---
title: Circuit DSL — Tutorial
date: 2026-04-16
audience: GPU programmers new to hesper's IR layer
---

# Circuit DSL Tutorial

Hesper's Circuit DSL is a **shape-typed graph IR** for expressing GPU
kernels in Lean 4. It compiles via PTX JIT to native CUDA dispatches.
You write the **what** (a graph of typed operations) and the DSL
generates the **how** (PTX, dispatch parameters, fusion).

This tutorial walks through the four-level abstraction stack:

1. **Level 1 — ScalarExp**: per-lane element-wise computation
2. **Level 2 — WarpExp**: warp-level cooperation (reduce, broadcast)
3. **Level 3 — BlockExp**: block-level cooperation (shared memory, barriers)
4. **Level 4 — Raw ShaderM**: full escape hatch for custom kernels

You can mix levels freely.

## 0. Why a DSL at all?

Compared to writing CUDA / WGSL by hand, the DSL gives you:

- **Type-safe shapes**: dispatch grid, input/output buffer sizes, and
  broadcast semantics are tracked in the IR. Mismatches are compile
  errors, not silent crashes.
- **Automatic kernel fusion**: chains of operations collapse to single
  dispatches via fusion passes (`fusePointwise`, `fuseMatmulEpilogue`,
  etc.).
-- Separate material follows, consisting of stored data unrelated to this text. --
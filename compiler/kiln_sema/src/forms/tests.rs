#![allow(clippy::unwrap_used)]

use super::*;
use crate::test_support::{error_codes, name, read_into, scratch_function, unit_with};
use crate::{ParseResult, Unit};
use kiln_backend::{FunctionId, Instr, Terminator, ValueId};
use kiln_diagnostic::ErrorCode;
use kiln_types::Idx;
use pretty_assertions::assert_eq;

#[test]
fn core_form_names_round_trip() {
    for form in CoreForm::ALL {
        assert_eq!(CoreForm::from_name(form.name()), Some(form));
    }
    assert_eq!(CoreForm::from_name("def"), None);
}

/// Variables bound as plain values in a scratch function.
struct Fixture {
    unit: Unit,
    func: FunctionId,
    entry: kiln_backend::BlockId,
    vars: Vec<(kiln_ir::Name, Idx, ValueId)>,
}

impl Fixture {
    /// `decls` are top-level forms; `vars` are `(name, type)` pairs where the
    /// type is given as source text.
    fn new(decls: &str, vars: &[(&str, &str)]) -> Self {
        let (mut unit, forms) = unit_with(decls);
        unit.process_all(&forms).unwrap();
        let mut tys = Vec::new();
        for (_, ty) in vars {
            let node = read_into(&mut unit, ty)[0];
            tys.push(unit.resolve_type(node).unwrap());
        }
        let (func, entry) = scratch_function(&mut unit, &tys);
        let vars = vars
            .iter()
            .zip(tys)
            .enumerate()
            .map(|(i, ((var, _), ty))| {
                let value = unit.context().module().param(func, i).unwrap();
                (name(&unit, var), ty, value)
            })
            .collect();
        Fixture {
            unit,
            func,
            entry,
            vars,
        }
    }

    fn eval(&mut self, source: &str) -> FormResult {
        let node = read_into(&mut self.unit, source)[0];
        let mut fp = FormProcessor::new(&mut self.unit, self.func);
        for &(var, ty, value) in &self.vars {
            fp.bind_value(var, ty, value);
        }
        fp.process(self.entry, node)
    }

    fn var(&self, index: usize) -> ValueId {
        self.vars[index].2
    }

    fn instrs(&self) -> &[Instr] {
        self.unit.context().module().block(self.entry).instrs()
    }

    fn codes(&self) -> Vec<ErrorCode> {
        error_codes(&self.unit)
    }

    fn pointer_to(&mut self, ty: Idx) -> Idx {
        self.unit.context_mut().pool_mut().pointer_to(ty)
    }
}

// ── @ ──────────────────────────────────────────────────────────────

#[test]
fn deref_loads_the_pointee_as_an_lvalue() {
    let mut f = Fixture::new("", &[("p", "(p int)")]);
    let p_int = f.pointer_to(Idx::INT);

    let r = f.eval("(@ p)").unwrap();

    assert_eq!(r.ty, Idx::INT);
    assert!(r.value_is_lvalue);
    assert_eq!(r.address_of_value, Some(f.var(0)));
    assert_eq!(r.type_of_address_of_value, Some(p_int));
    assert!(!r.do_not_copy_with_setf);
    assert_eq!(f.instrs(), &[Instr::Load { dst: r.value, ptr: f.var(0) }]);
}

#[test]
fn deref_of_non_pointer_names_the_type() {
    let mut f = Fixture::new("", &[("n", "uint16")]);

    assert!(f.eval("(@ n)").is_err());
    assert_eq!(f.codes(), vec![ErrorCode::E2001]);
    let message = &f.unit.context().diagnostics().diagnostics()[0].message;
    assert_eq!(message, "cannot dereference non-pointer type `uint16`");
    assert!(f.instrs().is_empty());
}

#[test]
fn deref_of_void_pointer_fails_in_both_modes() {
    let mut f = Fixture::new("", &[("q", "(p void)")]);

    assert!(f.eval("(@ q)").is_err());
    assert!(f.eval("(# (@ q))").is_err());
    assert_eq!(f.codes(), vec![ErrorCode::E2002, ErrorCode::E2002]);
}

#[test]
fn deref_checks_arity() {
    let mut f = Fixture::new("", &[("p", "(p int)")]);

    assert!(f.eval("(@ p p)").is_err());
    assert!(f.eval("(@)").is_err());
    assert_eq!(f.codes(), vec![ErrorCode::E1001, ErrorCode::E1001]);
}

#[test]
fn address_mode_returns_the_pointer_unchanged() {
    let mut f = Fixture::new("", &[("p", "(p int)")]);
    let p_int = f.pointer_to(Idx::INT);

    let r = f.eval("(# (@ p))").unwrap();

    assert_eq!(r.ty, p_int);
    assert_eq!(r.value, f.var(0));
    assert!(f.instrs().is_empty());
}

#[test]
fn core_prefixed_deref_skips_copy_on_setf() {
    let mut f = Fixture::new("", &[("p", "(p int)")]);

    let plain = f.eval("(@ p)").unwrap();
    let core = f.eval("(core @ p)").unwrap();

    assert!(!plain.do_not_copy_with_setf);
    assert!(core.do_not_copy_with_setf);
    assert_eq!(core.ty, plain.ty);
}

#[test]
fn deref_of_deref_follows_two_pointers() {
    let mut f = Fixture::new("", &[("pp", "(p (p int))")]);

    let r = f.eval("(@ (@ pp))").unwrap();

    assert_eq!(r.ty, Idx::INT);
    assert_eq!(f.instrs().len(), 2);
}

const OWNED_POINTER: &str = "
    (def mkptr (fn intern (p int) ()))
    (def destroy (fn intern void ((q (p (p int))))))";

#[test]
fn deref_destroys_an_owned_pointer_after_loading() {
    let mut f = Fixture::new(OWNED_POINTER, &[]);

    let r = f.eval("(@ (mkptr))").unwrap();

    assert_eq!(r.ty, Idx::INT);
    assert_eq!(r.block, f.entry);
    let module = f.unit.context().module();
    let [Instr::Call { dst: Some(ptr), .. }, Instr::Load { dst: loaded, ptr: from }, Instr::Alloca { dst: slot, .. }, Instr::Store { value, ptr: into }, Instr::Call { callee, args, .. }] =
        f.instrs()
    else {
        panic!("expected call, load, then cleanup; got {:?}", f.instrs());
    };
    assert_eq!(*loaded, r.value);
    assert_eq!(from, ptr);
    assert_eq!((value, into), (ptr, slot));
    assert_eq!(args.as_slice(), &[*slot]);
    assert_eq!(
        module.function(*callee).symbol(),
        "_kiln_destroy$$$LPp_$LPp_int$RP$RP"
    );
}

#[test]
fn deref_continues_from_the_block_its_pointer_ended_in() {
    let mut f = Fixture::new(OWNED_POINTER, &[("c", "bool")]);

    let r = f.eval("(@ (if c (mkptr) (mkptr)))").unwrap();

    assert_ne!(r.block, f.entry);
    let module = f.unit.context().module();
    assert_eq!(module.block(r.block).label(), "merge");
    assert!(matches!(
        module.block(r.block).instrs(),
        [
            Instr::Phi { .. },
            Instr::Load { .. },
            Instr::Alloca { .. },
            Instr::Store { .. },
            Instr::Call { .. }
        ]
    ));
}

// ── # ──────────────────────────────────────────────────────────────

#[test]
fn address_of_lvalue_is_its_storage() {
    let mut f = Fixture::new("", &[("p", "(p int)")]);
    let p_int = f.pointer_to(Idx::INT);
    let node = read_into(&mut f.unit, "(# x)")[0];
    let x = name(&f.unit, "x");
    let slot = f.var(0);

    let mut fp = FormProcessor::new(&mut f.unit, f.func);
    fp.bind_slot(x, Idx::INT, slot);
    let r = fp.process(f.entry, node).unwrap();

    assert_eq!(r.ty, p_int);
    assert_eq!(r.value, slot);
    assert!(!r.value_is_lvalue);
}

#[test]
fn address_of_rvalue_is_rejected() {
    let mut f = Fixture::new("", &[]);

    assert!(f.eval("(# 5)").is_err());
    assert_eq!(f.codes(), vec![ErrorCode::E2008]);
}

#[test]
fn address_of_deref_defers_to_a_shadowing_function() {
    let mut f = Fixture::new("(def @ (fn intern int ((q (p int)))))", &[("p", "(p int)")]);

    assert!(f.eval("(# (@ p))").is_err());
    assert_eq!(f.codes(), vec![ErrorCode::E2008]);
    assert!(matches!(f.instrs(), [Instr::Call { .. }]));
}

// ── setf ───────────────────────────────────────────────────────────

#[test]
fn setf_stores_through_the_pointer() {
    let mut f = Fixture::new("", &[("p", "(p int)")]);

    let r = f.eval("(setf p 5)").unwrap();

    assert_eq!(r.ty, Idx::BOOL);
    let [Instr::Store { value, ptr }] = f.instrs() else {
        panic!("expected one store, got {:?}", f.instrs());
    };
    assert_eq!(*ptr, f.var(0));
    assert_eq!(f.unit.context().module().const_int_value(*value), Some(5));
}

#[test]
fn setf_rejects_mismatched_value() {
    let mut f = Fixture::new("", &[("p", "(p int)")]);

    assert!(f.eval("(setf p true)").is_err());
    assert_eq!(f.codes(), vec![ErrorCode::E2012]);
}

#[test]
fn setf_rejects_non_pointer_destination() {
    let mut f = Fixture::new("", &[]);

    assert!(f.eval("(setf 1 2)").is_err());
    assert_eq!(f.codes(), vec![ErrorCode::E2001]);
}

const COPYABLE: &str = "
    (def S (struct intern ((v int))))
    (def setf-copy-assign (fn intern bool ((dst (p S)) (src (p S)))))";

#[test]
fn setf_from_lvalue_calls_copy_assign() {
    let mut f = Fixture::new(COPYABLE, &[("d", "(p S)"), ("s", "(p S)")]);

    f.eval("(setf d (@ s))").unwrap();

    let calls: Vec<_> = f
        .instrs()
        .iter()
        .filter_map(|i| match i {
            Instr::Call { callee, args, .. } => Some((*callee, args.to_vec())),
            _ => None,
        })
        .collect();
    assert_eq!(calls.len(), 1);
    let (callee, args) = &calls[0];
    assert_eq!(
        f.unit.context().module().function(*callee).symbol(),
        "_kiln_setf$Dcopy$Dassign$$$LPp_S$RP$C$LPp_S$RP"
    );
    assert_eq!(args, &vec![f.var(0), f.var(1)]);
}

#[test]
fn setf_from_core_deref_stores_without_copy() {
    let mut f = Fixture::new(COPYABLE, &[("d", "(p S)"), ("s", "(p S)")]);

    f.eval("(setf d (core @ s))").unwrap();

    assert!(f.instrs().iter().all(|i| !matches!(i, Instr::Call { .. })));
    assert!(matches!(f.instrs().last(), Some(Instr::Store { .. })));
}

// ── do / if ────────────────────────────────────────────────────────

#[test]
fn do_yields_its_last_form() {
    let mut f = Fixture::new("", &[]);

    let r = f.eval("(do 1 2 3)").unwrap();

    assert_eq!(f.unit.context().module().const_int_value(r.value), Some(3));
}

#[test]
fn empty_do_is_rejected() {
    let mut f = Fixture::new("", &[]);

    assert!(f.eval("(do)").is_err());
    assert_eq!(f.codes(), vec![ErrorCode::E1002]);
}

#[test]
fn if_branches_and_merges_with_phi() {
    let mut f = Fixture::new("", &[("c", "bool")]);

    let r: ParseResult = f.eval("(if c 1 2)").unwrap();

    assert_eq!(r.ty, Idx::INT);
    assert_ne!(r.block, f.entry);
    let module = f.unit.context().module();
    let Some(Terminator::CondBr { then_block, else_block, .. }) = module.block(f.entry).terminator()
    else {
        panic!("entry should end in a conditional branch");
    };
    for branch in [*then_block, *else_block] {
        assert_eq!(module.block(branch).terminator(), Some(&Terminator::Br(r.block)));
    }
    assert!(matches!(
        module.block(r.block).instrs(),
        [Instr::Phi { dst, incoming }] if *dst == r.value && incoming.len() == 2
    ));
}

#[test]
fn nested_if_merges_from_the_inner_exit_block() {
    let mut f = Fixture::new("", &[("c", "bool")]);

    let r = f.eval("(if c (if c 1 2) 3)").unwrap();

    let module = f.unit.context().module();
    let [Instr::Phi { incoming, .. }] = module.block(r.block).instrs() else {
        panic!("expected a phi");
    };
    let (inner_value, inner_exit) = incoming[0];
    assert_eq!(module.block(inner_exit).label(), "merge");
    assert!(matches!(module.block(inner_exit).instrs(), [Instr::Phi { dst, .. }] if *dst == inner_value));
}

#[test]
fn if_requires_a_bool_condition() {
    let mut f = Fixture::new("", &[]);

    assert!(f.eval("(if 1 2 3)").is_err());
    assert_eq!(f.codes(), vec![ErrorCode::E2010]);
}

#[test]
fn if_branches_must_agree() {
    let mut f = Fixture::new("", &[]);

    assert!(f.eval("(if true 1 \"one\")").is_err());
    assert_eq!(f.codes(), vec![ErrorCode::E2009]);
}

const HANDLE: &str = "
    (def Handle (struct intern ((fd int))))
    (def destroy (fn intern void ((h (p Handle)))))
    (def mk (fn intern Handle ()))";

const HANDLE_COPY: &str = "
    (def setf-copy-assign (fn intern bool ((dst (p Handle)) (src (p Handle)))))";

#[test]
fn if_copies_a_borrowed_branch_merged_with_an_owned_one() {
    let mut f = Fixture::new(&format!("{HANDLE}{HANDLE_COPY}"), &[("h", "Handle"), ("c", "bool")]);

    let r = f.eval("(do (if c h (mk)) 0)").unwrap();

    let module = f.unit.context().module();
    let [Instr::Phi { dst: merged, incoming }, Instr::Alloca { .. }, Instr::Store { value: destroyed, .. }, Instr::Call { .. }] =
        module.block(r.block).instrs()
    else {
        panic!("expected the merged value to be destroyed once");
    };
    assert_eq!(destroyed, merged);

    let (then_value, then_exit) = incoming[0];
    assert_ne!(then_value, f.var(0));
    let [Instr::Alloca { .. }, Instr::Store { value: source, .. }, Instr::Alloca { .. }, Instr::Call { callee, .. }, Instr::Load { dst: copied, .. }] =
        module.block(then_exit).instrs()
    else {
        panic!("expected the borrowed branch to be copied");
    };
    assert_eq!(*source, f.var(0));
    assert_eq!(*copied, then_value);
    assert_eq!(
        module.function(*callee).symbol(),
        "_kiln_setf$Dcopy$Dassign$$$LPp_Handle$RP$C$LPp_Handle$RP"
    );
}

#[test]
fn if_rejects_mixed_ownership_without_a_copy() {
    let mut f = Fixture::new(HANDLE, &[("h", "Handle"), ("c", "bool")]);

    assert!(f.eval("(if c (mk) h)").is_err());
    assert_eq!(f.codes(), vec![ErrorCode::E4002]);
}

#[test]
fn if_of_two_borrowed_values_is_not_destroyed() {
    let mut f = Fixture::new(HANDLE, &[("h", "Handle"), ("c", "bool")]);

    let r = f.eval("(do (if c h h) 0)").unwrap();

    let module = f.unit.context().module();
    assert!(matches!(module.block(r.block).instrs(), [Instr::Phi { .. }]));
}

#[test]
fn if_mixes_ownership_freely_for_types_without_cleanup() {
    let mut f = Fixture::new(HANDLE, &[("n", "int"), ("c", "bool")]);

    let r = f.eval("(if c n 1)").unwrap();

    assert!(r.do_not_destruct);
    assert!(f.codes().is_empty());
}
You write small composable pieces; the compiler emits one
  optimized kernel.
- **Backend independence**: the same Circuit can lower to CUDA PTX
  (production) or WGSL (debugging / Vulkan).
- **PTX cache**: once compiled, kernels are reused across invocations
  with sub-microsecond dispatch overhead.

Compared to the lowest level (`ShaderM`):

- DSL can express **most** kernels without escaping.
- Hand-written `ShaderM` kernels remain available as `Level 4`
  for things the DSL doesn't yet abstract (tensor cores, async copy,
  flash attention).

## 1. The basic loop

A Circuit is a sequence of operations on `TensorRef`s, built inside a
`CircuitM` monad and then compiled.

```lean
import Hesper.Circuit.IR
import Hesper.Circuit.Lowering
import Hesper.Circuit.Passes
import Hesper.Backend.CUDA

open Hesper Hesper.Circuit

abbrev β := Hesper.CUDAContext

-- 1. Set up the GPU context and some buffers.
let ctx ← Hesper.CUDAContext.init
let n : Nat := 128
let xBuf ← GPUBackend.allocBuffer (β := β) ctx (4 * n).toUSize
-- ... write data into xBuf ...
let outBuf ← GPUBackend.allocBuffer (β := β) ctx (4 * n).toUSize

-- 2. Build a Circuit.  registerExternal binds a host buffer to an IR
--    TensorRef.  The shape (#[n]) and dtype (.f32) are part of the type.
let ccRef : IO.Ref (Option (CompiledCircuit β)) ← IO.mkRef none
Hesper.Circuit.runCachedFused ctx ccRef
  (do
    let x ← CircuitM.registerExternal
              (BufT := GPUBackend.Buf β) (CacheT := GPUBackend.CachedDispatch β)
              xBuf #[n] .f32 .Global
    -- 3. Operate on it.  CircuitM.map is shorthand for a pointwise op:
    --    out[i] = body(x[i]).
    let _ ← CircuitM.map x (.mul (.input 0) (.const 2.0))
    pure ())
  -- 4. Replay-time buffer mapping: TensorRef ids → buffers.
  --    id 0 = the first registered tensor (xBuf).
  --    id 1 = the output produced by `map` (outBuf).
  [(0, xBuf), (1, outBuf)]
```

Key concepts:

- **`registerExternal buf shape dtype scope`** binds an existing GPU
  buffer to a TensorRef with id `0, 1, 2, …` (assigned in registration
  order).
- **`runCachedFused`** runs the builder once, applies fusion passes,
  compiles to PTX, caches the compiled kernels in the `IO.Ref`, and
  dispatches. Subsequent calls skip the build/compile and just dispatch.
- The **buffer mapping list** at the end says "for the replay, bind
  TensorRef `0` to `xBuf`, etc." Tensor ids are assigned in the order
  `registerExternal` and `emitOp` appear.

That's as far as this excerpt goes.